The race this year for an open seat on the 7th District was the result of incumbent Democrat David D’Apolito choosing not to run for reelection rather than lose. D’Apolito even contacted local Republicans to gauge their interest in him running under that party’s label.

Instead, D’Apolito resigned after being appointed Canfield city manager.

In the Republican primary, Katelyn Dickey, who was Columbiana County Municipal Court judge, ran against Mary DeGenaro. In 2000, DeGenaro was the first Republican in 24 years to win a seat on the 7th District Court of Appeals, leaving in 2018 to take an appointment to the Ohio Supreme Court.

In the race, Dickey and her husband loaned $350,000 to her campaign. She received $5,800 in contributions with $5,000 coming from the Columbiana County Republican Party.

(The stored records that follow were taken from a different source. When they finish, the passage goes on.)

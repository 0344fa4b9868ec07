//! Gadget manager trait and its runtime-backed implementation.

use std::sync::Arc;
use std::time::Duration;

use async_trait::async_trait;
use gadget_primitives::{Environment, GadgetDescriptor, GadgetRef, InstanceId, ParamMap};
use tokio_util::sync::CancellationToken;
use tracing::debug;

use crate::capture::OutputCapture;
use crate::error::{GadgetError, GadgetResult};
use crate::governor::{ExecutionResult, ResultGovernor, TruncationMode};
use crate::instance::GadgetInstance;
use crate::runtime::{GadgetRuntime, RecordSink, RunRequest};

/// Creator recorded on detached executions started by this server.
pub const CREATED_BY: &str = "ig-mcp-server";

/// Upper bound for attaching to a running instance.
pub const ATTACH_TIMEOUT: Duration = Duration::from_secs(5);

/// How long output is collected once attached to a running instance.
pub const COLLECT_TIMEOUT: Duration = Duration::from_secs(1);

/// Operations for running and inspecting gadgets.
#[async_trait]
pub trait GadgetManager: Send + Sync {
    /// Runs a gadget to completion, or until `timeout` elapses when set,
    /// returning its captured output.
    async fn run(
        &self,
        image: &GadgetRef,
        params: ParamMap,
        timeout: Option<Duration>,
    ) -> GadgetResult<ExecutionResult>;

    /// Starts a gadget in the background and returns its identifier.
    async fn run_detached(&self, image: &GadgetRef, params: ParamMap) -> GadgetResult<InstanceId>;

    /// Samples the output a running instance currently produces.
    async fn get_results(&self, id: &InstanceId) -> GadgetResult<ExecutionResult>;

    /// Stops a running instance.
    async fn stop(&self, id: &InstanceId) -> GadgetResult<()>;

    /// Fetches the descriptor of an image.
    async fn get_info(&self, image: &GadgetRef) -> GadgetResult<GadgetDescriptor>;

    /// Returns the version reported by the backend.
    async fn get_version(&self) -> GadgetResult<String>;

    /// Lists running and detached instances.
    async fn list_gadgets(&self) -> GadgetResult<Vec<GadgetInstance>>;
}

/// Settings validated when a [`RemoteGadgetManager`] is constructed.
#[derive(Clone, Debug, Default, PartialEq, Eq)]
pub struct ManagerConfig {
    environment: Environment,
    remote_address: Option<String>,
}

impl ManagerConfig {
    /// Creates a configuration for the supplied environment.
    #[must_use]
    pub fn new(environment: Environment) -> Self {
        Self {
            environment,
            remote_address: None,
        }
    }

    /// Sets the address of a Linux gadget daemon.
    #[must_use]
    pub fn with_remote_address(mut self, address: impl Into<String>) -> Self {
        self.remote_address = Some(address.into());
        self
    }

    /// Returns the target environment.
    #[must_use]
    pub fn environment(&self) -> Environment {
        self.environment
    }

    /// Returns the configured remote address.
    #[must_use]
    pub fn remote_address(&self) -> Option<&str> {
        self.remote_address.as_deref()
    }

    fn validate(&self) -> GadgetResult<()> {
        let has_address = self
            .remote_address
            .as_deref()
            .is_some_and(|address| !address.trim().is_empty());
        if self.environment == Environment::Linux && !has_address {
            return Err(GadgetError::configuration(
                "a remote address is required for the linux environment",
            ));
        }
        Ok(())
    }
}

/// [`GadgetManager`] backed by a [`GadgetRuntime`].
pub struct RemoteGadgetManager {
    runtime: Arc<dyn GadgetRuntime>,
    config: ManagerConfig,
    governor: ResultGovernor,
    shutdown: CancellationToken,
}

impl std::fmt::Debug for RemoteGadgetManager {
    fn fmt(&self, f: &mut std::fmt::Formatter<'_>) -> std::fmt::Result {
        f.debug_struct("RemoteGadgetManager")
            .field("config", &self.config)
            .field("governor", &self.governor)
            .field("shutdown", &self.shutdown.is_cancelled())
            .finish_non_exhaustive()
    }
}

impl RemoteGadgetManager {
    /// Creates a manager over the supplied runtime.
    ///
    /// # Errors
    ///
    /// Returns [`GadgetError::Configuration`] when the linux environment is
    /// selected without a remote address.
    pub fn new(runtime: Arc<dyn GadgetRuntime>, config: ManagerConfig) -> GadgetResult<Self> {
        config.validate()?;
        Ok(Self {
            runtime,
            config,
            governor: ResultGovernor::default(),
            shutdown: CancellationToken::new(),
        })
    }

    /// Replaces the shutdown token, typically with a child of the process token.
    #[must_use]
    pub fn with_shutdown_token(mut self, token: CancellationToken) -> Self {
        self.shutdown = token;
        self
    }

    /// Overrides the output governor.
    #[must_use]
    pub fn with_governor(mut self, governor: ResultGovernor) -> Self {
        self.governor = governor;
        self
    }

    /// Returns the validated configuration.
    #[must_use]
    pub fn config(&self) -> &ManagerConfig {
        &self.config
    }

    /// Cancels every in-flight synchronous execution.
    pub fn shutdown(&self) {
        self.shutdown.cancel();
    }

    /// Returns `true` once [`shutdown`](Self::shutdown) was called.
    #[must_use]
    pub fn is_shut_down(&self) -> bool {
        self.shutdown.is_cancelled()
    }

    async fn execute(
        &self,
        operation: &'static str,
        request: RunRequest,
        sink: Option<Arc<dyn RecordSink>>,
    ) -> GadgetResult<()> {
        let cancel = self.shutdown.child_token();
        tokio::select! {
            biased;
            () = self.shutdown.cancelled() => Err(GadgetError::Cancelled { operation }),
            result = self.runtime.run(request, sink, cancel) => {
                result.map_err(|source| GadgetError::backend(operation, source))
            }
        }
    }
}

#[async_trait]
impl GadgetManager for RemoteGadgetManager {
    async fn run(
        &self,
        image: &GadgetRef,
        params: ParamMap,
        timeout: Option<Duration>,
    ) -> GadgetResult<ExecutionResult> {
        debug!(image = %image, ?timeout, "running gadget");
        let capture = Arc::new(OutputCapture::new());
        let request = RunRequest::image(image.clone())
            .with_params(params)
            .with_timeout(timeout);
        let sink: Arc<dyn RecordSink> = capture.clone();
        self.execute("running gadget", request, Some(sink)).await?;

        Ok(self.governor.govern(capture.take(), TruncationMode::Full))
    }

    async fn run_detached(&self, image: &GadgetRef, params: ParamMap) -> GadgetResult<InstanceId> {
        let id = InstanceId::random();
        debug!(image = %image, gadget_id = %id, "starting detached gadget");
        let request = RunRequest::image(image.clone())
            .with_params(params)
            .detached(id.clone())
            .with_tag(format!("createdBy={CREATED_BY}"));
        self.execute("running gadget", request, None).await?;
        Ok(id)
    }

    async fn get_results(&self, id: &InstanceId) -> GadgetResult<ExecutionResult> {
        const OPERATION: &str = "attaching to gadget";

        let capture = Arc::new(OutputCapture::new());
        let request = RunRequest::attach(id.clone()).with_timeout(Some(COLLECT_TIMEOUT));
        let sink: Arc<dyn RecordSink> = capture.clone();
        match tokio::time::timeout(ATTACH_TIMEOUT, self.execute(OPERATION, request, Some(sink))).await {
            Ok(result) => result?,
            Err(_) => debug!(gadget_id = %id, "attach timed out, returning partial output"),
        }

        Ok(self.governor.govern(capture.take(), TruncationMode::Latest))
    }

    async fn stop(&self, id: &InstanceId) -> GadgetResult<()> {
        debug!(gadget_id = %id, "stopping gadget");
        self.runtime
            .remove_instance(id)
            .await
            .map_err(|source| GadgetError::backend("stopping gadget", source))
    }

    async fn get_info(&self, image: &GadgetRef) -> GadgetResult<GadgetDescriptor> {
        const OPERATION: &str = "get gadget info";

        tokio::select! {
            biased;
            () = self.shutdown.cancelled() => Err(GadgetError::Cancelled { operation: OPERATION }),
            result = self.runtime.gadget_info(image, self.shutdown.child_token()) => {
                result.map_err(|source| GadgetError::backend(OPERATION, source))
            }
        }
    }

    async fn get_version(&self) -> GadgetResult<String> {
        self.runtime
            .server_version()
            .await
            .map_err(|source| GadgetError::backend("getting info", source))
    }

    async fn list_gadgets(&self) -> GadgetResult<Vec<GadgetInstance>> {
        let instances = self
            .runtime
            .list_instances()
            .await
            .map_err(|source| GadgetError::backend("listing gadgets", source))?;
        Ok(instances.into_iter().map(GadgetInstance::from_runtime).collect())
    }
}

Dickey beat DeGenaro, 69.3% to 30.7%.

Dickey spent $352,675 on the campaign and was appointed by DeWine, effective April 10, to start serving on the appeals court.

DeGenaro raised $21,225 and her husband loaned $45,000 to the campaign. She spent $66,093.

The 7th District’s two other judges are Republican Carol Ann Robb, who cannot run for reelection in 2026 because of the state’s age limit, and Democrat Cheryl Waite, who is not expected to seek another term in 2026.

Those two will almost certainly be replaced by Republicans, thus completing a change to an all-GOP appeals court in just a few years.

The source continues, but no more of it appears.